Being a teenage girl was hard: school, parents, just generally having a head on top of a body. I’ve had a little distance from those years, but I haven’t forgotten how rocky they were, or how the right book could throw me a life raft as I navigated the salty teen seas of body pressures, boy pressures, balancing-a-gazillion-things pressures. I love writing for young adults because I get to tap into those years, channel some of my feelings and experiences into fiction with the hopes of writing books that reflect the messiness of growing up, especially growing up a girl.
In my second book, Dear Universe, Chamomile is an eighteen year old girl who feels like she’s living in two worlds: one involves senior year and graduation and friends and boyfriends and the other world is her home life where her dad is dying of Parkinson’s Disease. It took almost three years to write this book. It’s raw and personal, as I drew from my own experience of having a dad with a degenerative illness. In setting out to write this story, I wanted a female character who was real, who didn’t always do the right thing, and certainly didn’t have perfectly contained emotions. One of the narratives I’d unknowingly swallowed as a teen of our patriarchal society is that angry girls are crazy girls. Girls can’t get mad without being called insane, impolite, volatile, uncivilized. While sadness is a fine emotion for a girl – tears, trembling lips, dripping mascara – anger is a taboo response, especially to something like a sick parent.
In high school I had a punching bag in my basement and after school I’d tear into it in a dark room where no one could see how strongly I felt about all the things happening to me. I didn’t want to seem negative or aggressive, but I was mad that my dad was sick and my boyfriend dumped me and I didn’t get the grade I wanted in European history class. In writing Dear Universe, I wanted a character who reflected the messiness I felt as a teen and to do that she needed space to get angry. It’s not necessarily exemplary – in one scene Cham throws food at her ex-boyfriend – but as a teen, I know I would’ve benefited from more examples of girls feeling a range of human emotion, without always being in perfect control.
I hope that after reading Dear Universe teen girls feel that it’s okay to feel ugly stuff and “lose composure”. I hope the story provides permission, if readers need it, to feel whatever they’re feeling, even when it doesn’t seem in line with what others are experiencing. One of the reasons Cham feels she needs to keep her universes separate is that she doesn’t think anyone at school will understand her struggle. Once she opens up to someone and merges her worlds, a lot of her shame disappears. For any teen out there who feels isolated, whether trying to make sense of a sick parent and the accompanying conflicting emotions of guilt and terror, or just navigating high school and the fear of the future while everyone else seems thrilled about graduation – I hope they find something in Dear Universe that makes them feel seen.

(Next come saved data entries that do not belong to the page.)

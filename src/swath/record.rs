//! Subset records and their packed storage
//!
//! A record's variables live in one contiguous buffer, variable-major, in
//! the same order they are written to the interchange stream. Callers never
//! see offsets; they ask for a variable's slice.

use std::ops::Range;

use crate::errors::{SubsetError, SubsetResult};

use super::timestamp::Timestamp;

/// Variables of a record, in storage and wire order
#[derive(Debug, Clone, Copy, PartialEq, Eq, Hash)]
pub enum Variable {
    Longitude,
    Latitude,
    Value,
    LongitudeSW,
    LongitudeSE,
    LongitudeNW,
    LongitudeNE,
    LatitudeSW,
    LatitudeSE,
    LatitudeNW,
    LatitudeNE,
}

impl Variable {
    /// Variables of a record without corners
    pub const CENTERS: [Variable; 3] = [Variable::Longitude, Variable::Latitude, Variable::Value];

    /// Corner variables, longitudes first then latitudes, each SW, SE, NW, NE
    pub const CORNERS: [Variable; 8] = [
        Variable::LongitudeSW,
        Variable::LongitudeSE,
        Variable::LongitudeNW,
        Variable::LongitudeNE,
        Variable::LatitudeSW,
        Variable::LatitudeSE,
        Variable::LatitudeNW,
        Variable::LatitudeNE,
    ];

    /// Position in the packed buffer
    pub fn ordinal(&self) -> usize {
        match self {
            Variable::Longitude => 0,
            Variable::Latitude => 1,
            Variable::Value => 2,
            Variable::LongitudeSW => 3,
            Variable::LongitudeSE => 4,
            Variable::LongitudeNW => 5,
            Variable::LongitudeNE => 6,
            Variable::LatitudeSW => 7,
            Variable::LatitudeSE => 8,
            Variable::LatitudeNW => 9,
            Variable::LatitudeNE => 10,
        }
    }

    /// Name used in stream headers; the value variable takes the scan's name
    pub fn header_name<'a>(&self, value_name: &'a str) -> &'a str {
        match self {
            Variable::Longitude => "Longitude",
            Variable::Latitude => "Latitude",
            Variable::Value => value_name,
            Variable::LongitudeSW => "Longitude_SW",
            Variable::LongitudeSE => "Longitude_SE",
            Variable::LongitudeNW => "Longitude_NW",
            Variable::LongitudeNE => "Longitude_NE",
            Variable::LatitudeSW => "Latitude_SW",
            Variable::LatitudeSE => "Latitude_SE",
            Variable::LatitudeNW => "Latitude_NW",
            Variable::LatitudeNE => "Latitude_NE",
        }
    }
}

/// Number of packed variables per point
#[derive(Debug, Clone, Copy, PartialEq, Eq)]
pub enum Layout {
    /// Longitude, latitude, value
    Centers,
    /// Centers plus eight corner coordinates
    WithCorners,
}

impl Layout {
    pub fn variable_count(&self) -> usize {
        match self {
            Layout::Centers => 3,
            Layout::WithCorners => 11,
        }
    }

    pub fn from_variable_count(count: usize) -> Option<Self> {
        match count {
            3 => Some(Layout::Centers),
            11 => Some(Layout::WithCorners),
            _ => None,
        }
    }

    /// Variables present in this layout, in order
    pub fn variables(&self) -> Vec<Variable> {
        let mut variables = Variable::CENTERS.to_vec();
        if *self == Layout::WithCorners {
            variables.extend_from_slice(&Variable::CORNERS);
        }
        variables
    }
}

/// Source of output buffers
///
/// Compaction asks for its buffer through this trait so allocation failure
/// can be injected in tests.
pub trait BufferAllocator {
    /// Allocate `len` zeroed values
    fn allocate(&self, len: usize) -> SubsetResult<Vec<f64>>;
}

/// Allocator backed by the global heap, reporting failure instead of aborting
#[derive(Debug, Default, Clone, Copy)]
pub struct HeapAllocator;

impl BufferAllocator for HeapAllocator {
    fn allocate(&self, len: usize) -> SubsetResult<Vec<f64>> {
        let mut buffer = Vec::new();
        buffer
            .try_reserve_exact(len)
            .map_err(|_| SubsetError::AllocationFailed(len))?;
        buffer.resize(len, 0.0);
        Ok(buffer)
    }
}

/// One contiguous buffer holding every variable of a record
#[derive(Debug, Clone, PartialEq)]
pub struct PackedArrays {
    layout: Layout,
    points: usize,
    data: Vec<f64>,
}

impl PackedArrays {
    /// Allocate storage for `points` points
    pub fn allocate(layout: Layout, points: usize, allocator: &dyn BufferAllocator) -> SubsetResult<Self> {
        let len = points
            .checked_mul(layout.variable_count())
            .ok_or(SubsetError::AllocationFailed(usize::MAX))?;
        let data = allocator.allocate(len)?;
        Ok(PackedArrays { layout, points, data })
    }

    /// Wrap an already packed buffer
    pub fn from_vec(layout: Layout, points: usize, data: Vec<f64>) -> SubsetResult<Self> {
        if data.len() != points * layout.variable_count() {
            return Err(SubsetError::GenericError(format!(
                "packed buffer holds {} values, expected {}",
                data.len(),
                points * layout.variable_count()
            )));
        }
        Ok(PackedArrays { layout, points, data })
    }

    pub fn layout(&self) -> Layout {
        self.layout
    }

    pub fn points(&self) -> usize {
        self.points
    }

    /// The whole buffer in wire order
    pub fn as_slice(&self) -> &[f64] {
        &self.data
    }

    fn span(&self, variable: Variable) -> Option<Range<usize>> {
        let ordinal = variable.ordinal();
        if ordinal >= self.layout.variable_count() {
            return None;
        }
        let start = ordinal * self.points;
        Some(start..start + self.points)
    }

    /// Values of one variable, or `None` if the layout lacks it
    pub fn variable(&self, variable: Variable) -> Option<&[f64]> {
        self.span(variable).map(|span| &self.data[span])
    }

    pub fn variable_mut(&mut self, variable: Variable) -> Option<&mut [f64]> {
        self.span(variable).map(move |span| &mut self.data[span])
    }

    /// Write every variable of point `slot` at once
    pub(crate) fn set_point(&mut self, slot: usize, values: &[f64]) {
        for (ordinal, value) in values.iter().enumerate().take(self.layout.variable_count()) {
            self.data[ordinal * self.points + slot] = *value;
        }
    }
}

/// The subset of one scan (or one aggregated day)
#[derive(Debug, Clone, PartialEq)]
pub struct SubsetRecord {
    timestamp: Timestamp,
    arrays: PackedArrays,
}

impl SubsetRecord {
    /// Create a record; empty subsets are not records
    pub fn new(timestamp: Timestamp, arrays: PackedArrays) -> Option<Self> {
        if arrays.points() == 0 {
            return None;
        }
        Some(SubsetRecord { timestamp, arrays })
    }

    pub fn timestamp(&self) -> Timestamp {
        self.timestamp
    }

    pub fn points(&self) -> usize {
        self.arrays.points()
    }

    pub fn layout(&self) -> Layout {
        self.arrays.layout()
    }

    pub fn arrays(&self) -> &PackedArrays {
        &self.arrays
    }

    pub fn longitudes(&self) -> &[f64] {
        self.arrays.variable(Variable::Longitude).unwrap_or(&[])
    }

    pub fn latitudes(&self) -> &[f64] {
        self.arrays.variable(Variable::Latitude).unwrap_or(&[])
    }

    pub fn values(&self) -> &[f64] {
        self.arrays.variable(Variable::Value).unwrap_or(&[])
    }
}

As I enter my late twenties I’m becoming (ironically) more angry about the double standard I internalized between men and women. In writing Dear Universe and giving Cham an experience similar to my own, I realized how much I’d suppressed my emotions about my dad’s sickness, subconsciously believing that an angry guy is just an angry guy whereas an angry girl is a monster. It’s a gift of fiction to shed light on the shadowed spaces in our lives, whether we are reading stories or writing them. The more examples teen girls have of characters like Cham who are imperfect in their hurt and anger, but still worthy of truth and love, the better chance we have of undoing harmful engrained ideas about how women and girls should and shouldn’t behave. We can’t be ourselves until we stop pretending. While Dear Universe doesn’t have a tidy ending – because who in life gets anything resembling that? – what Cham does find in the end is someone she doesn’t have to pretend around. With all the pressures of high school and growing up, that’s a bigger ask than it sounds like. My dad says the best compliment you can get at your funeral is that everyone says the same thing about you – you were exactly yourself your whole life, no matter who you were around. Cham isn’t totally there yet, but I hope she can show teen readers they’re allowed to express anger in spaces beyond the basement. Complicated emotions can see the light.